On appeal to the Third Circuit, Comcast argued that the plaintiffs
had not satisfied Rule 23(b)(3)'s predominance requirement.
According to Comcast, the plaintiffs' expert relied on a
damages model tied to all four theories but could not measure
damages under the sole remaining theory credited by the district
court. A divided panel affirmed class certification. It did so on
the heels of Wal-Mart Stores, Inc. v. Dukes, where the
Supreme Court suggested that Daubert's standards for
the admission of expert testimony applied in class certification
proceedings.2 The Third Circuit, however, refused to
fault the district court for not scrutinizing the expert's
damages model under Daubert standards. The panel stated,
"We understand the Court's observation to require a
district court to evaluate whether an expert is presenting a model
which could evolve to become admissible evidence, and not
requiring a district court to determine if a model is
perfect at the certification stage." (Emphasis supplied.)

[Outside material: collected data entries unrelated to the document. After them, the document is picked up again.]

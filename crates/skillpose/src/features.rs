//! Scale-normalized geometric features derived from one landmark frame.

use serde::Serialize;

use crate::geometry::{angle_at, dist2d, line_angle};
use crate::landmark::{self, midpoint, Landmark};

/// Floor for the body-scale normalizer, guarding against a frame where
/// shoulders and hips collapse to coincident points.
const SCALE_FLOOR: f64 = 1e-3;

/// Fixed bag of scalar features, recomputed per call and never cached.
///
/// Tilt convention: 0 = horizontal, 90 = vertical, always in [0, 90].
/// Mean heights follow the image convention (smaller y = physically
/// higher). Distances are divided by [`PoseFeatures::scale`] so they are
/// resolution-invariant.
#[derive(Debug, Clone, Copy, PartialEq, Serialize)]
pub struct PoseFeatures {
    /// Body scale: max(shoulder width, hip width, 1e-3).
    pub scale: f64,
    /// Left/right elbow vertex angles, degrees (180 = straight arm).
    pub elbow_l: f64,
    pub elbow_r: f64,
    /// Left/right knee vertex angles, degrees (180 = straight leg).
    pub knee_l: f64,
    pub knee_r: f64,
    /// Tilt of the shoulder-midpoint → ankle-midpoint segment, [0, 90].
    pub body_tilt: f64,
    /// Tilt of the shoulder-midpoint → hip-midpoint segment, [0, 90].
    pub torso_tilt: f64,
    /// Absolute vertical / horizontal gap between the wrists.
    pub wrist_dy: f64,
    pub wrist_dx: f64,
    /// Mean y of the wrist / shoulder / hip / ankle pairs.
    pub wrist_y: f64,
    pub shoulder_y: f64,
    pub hip_y: f64,
    pub ankle_y: f64,
    /// Scale-normalized midpoint distances.
    pub wrist_shoulder_dist: f64,
    pub shoulder_hip_dist: f64,
    pub hip_ankle_dist: f64,
}

/// Fold a signed segment angle into tilt-from-horizontal in [0, 90].
fn fold_tilt(angle_deg: f64) -> f64 {
    let mut t = angle_deg.abs();
    if t > 180.0 {
        t = 360.0 - t;
    }
    if t > 90.0 {
        t = 180.0 - t;
    }
    t
}

/// Derive the feature bag from a full landmark frame.
///
/// The caller (the classifier orchestrator) has already checked that
/// `lms` holds exactly 33 points.
pub(crate) fn extract(lms: &[Landmark]) -> PoseFeatures {
    let ls = &lms[landmark::LEFT_SHOULDER];
    let rs = &lms[landmark::RIGHT_SHOULDER];
    let lh = &lms[landmark::LEFT_HIP];
    let rh = &lms[landmark::RIGHT_HIP];
    let la = &lms[landmark::LEFT_ANKLE];
    let ra = &lms[landmark::RIGHT_ANKLE];
    let lw = &lms[landmark::LEFT_WRIST];
    let rw = &lms[landmark::RIGHT_WRIST];
    let le = &lms[landmark::LEFT_ELBOW];
    let re = &lms[landmark::RIGHT_ELBOW];
    let lk = &lms[landmark::LEFT_KNEE];
    let rk = &lms[landmark::RIGHT_KNEE];

    let shoulder_mid = midpoint(ls, rs);
    let hip_mid = midpoint(lh, rh);
    let ankle_mid = midpoint(la, ra);
    let wrist_mid = midpoint(lw, rw);

    let scale = dist2d(ls, rs).max(dist2d(lh, rh)).max(SCALE_FLOOR);

    PoseFeatures {
        scale,
        elbow_l: angle_at(le, ls, lw),
        elbow_r: angle_at(re, rs, rw),
        knee_l: angle_at(lk, lh, la),
        knee_r: angle_at(rk, rh, ra),
        body_tilt: fold_tilt(line_angle(&shoulder_mid, &ankle_mid)),
        torso_tilt: fold_tilt(line_angle(&shoulder_mid, &hip_mid)),
        wrist_dy: (lw.y - rw.y).abs(),
        wrist_dx: (lw.x - rw.x).abs(),
        wrist_y: 0.5 * (lw.y + rw.y),
        shoulder_y: 0.5 * (ls.y + rs.y),
        hip_y: 0.5 * (lh.y + rh.y),
        ankle_y: 0.5 * (la.y + ra.y),
        wrist_shoulder_dist: dist2d(&wrist_mid, &shoulder_mid) / scale,
        shoulder_hip_dist: dist2d(&shoulder_mid, &hip_mid) / scale,
        hip_ankle_dist: dist2d(&hip_mid, &ankle_mid) / scale,
    }
}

Rather, according to the Third Circuit, expert opinions need only
be "plausible" at the class certification
stage.
The majority's rationale elicited a strong dissent from Judge
Jordan. He found the evidentiary standard which had been applied to
be deficient, noting that "simple logic indicates that a court
may consider the admissibility of expert testimony at least when
considering pre-dominance [under Rule 23(b)(3)]." In the
dissent's view, a "court should be hard pressed to
conclude that the elements of a claim are capable of proof through
evidence common to a class if the only evidence proffered would not
be admissible as proof of anything."
Thus, Comcast raises the critical question of whether the
"plausible" prospect that admissible evidence will be
admitted at trial can satisfy the standards for class
certification, or whether admissible evidence, including competent
expert opinion, must be advanced at the time certification is
considered by the district court.
In the second case, Amgen Inc. v. Connecticut Retirement Plans
and Trust Funds, the plaintiffs claimed to be representatives
of a class of securities holders suing under Section 10(b) of the
Exchange Act and Rule 10b-5. They alleged that false and misleading
public statements made by an officer of the company fraudulently
inflated its stock price.3 The plaintiffs sought class
certification under Rule 23(b)(3) partly on the basis of the
fraud-on-the-market theory of reliance. This theory, accepted by
the Supreme Court in Basic Inc. v. Levinson, 485 U.S. 224
(1988), relieves plaintiffs of the need to show actual reliance
where there is a public market for the stock, a so-called
"efficient market," and where the offending statements or
misrepresentations were made into that market. The assumption
implicit in the theory is that the market takes account of such
statements and that their impact is reflected in the price of the
stock.
Amgen argued that, in addition to proving that an efficient market existed and the alleged misstatements were public, plaintiffs must also prove—at the certification stage—that those misrepresentations were material. According to Amgen, immaterial statements do not affect stock price. Thus, there is no basis for presuming that investors relied in common on immaterial misstatements when they bought or sold the stock. The district court rejected that argument, refused Amgen's attempt to offer admissible evidence of immateriality, and certified the class.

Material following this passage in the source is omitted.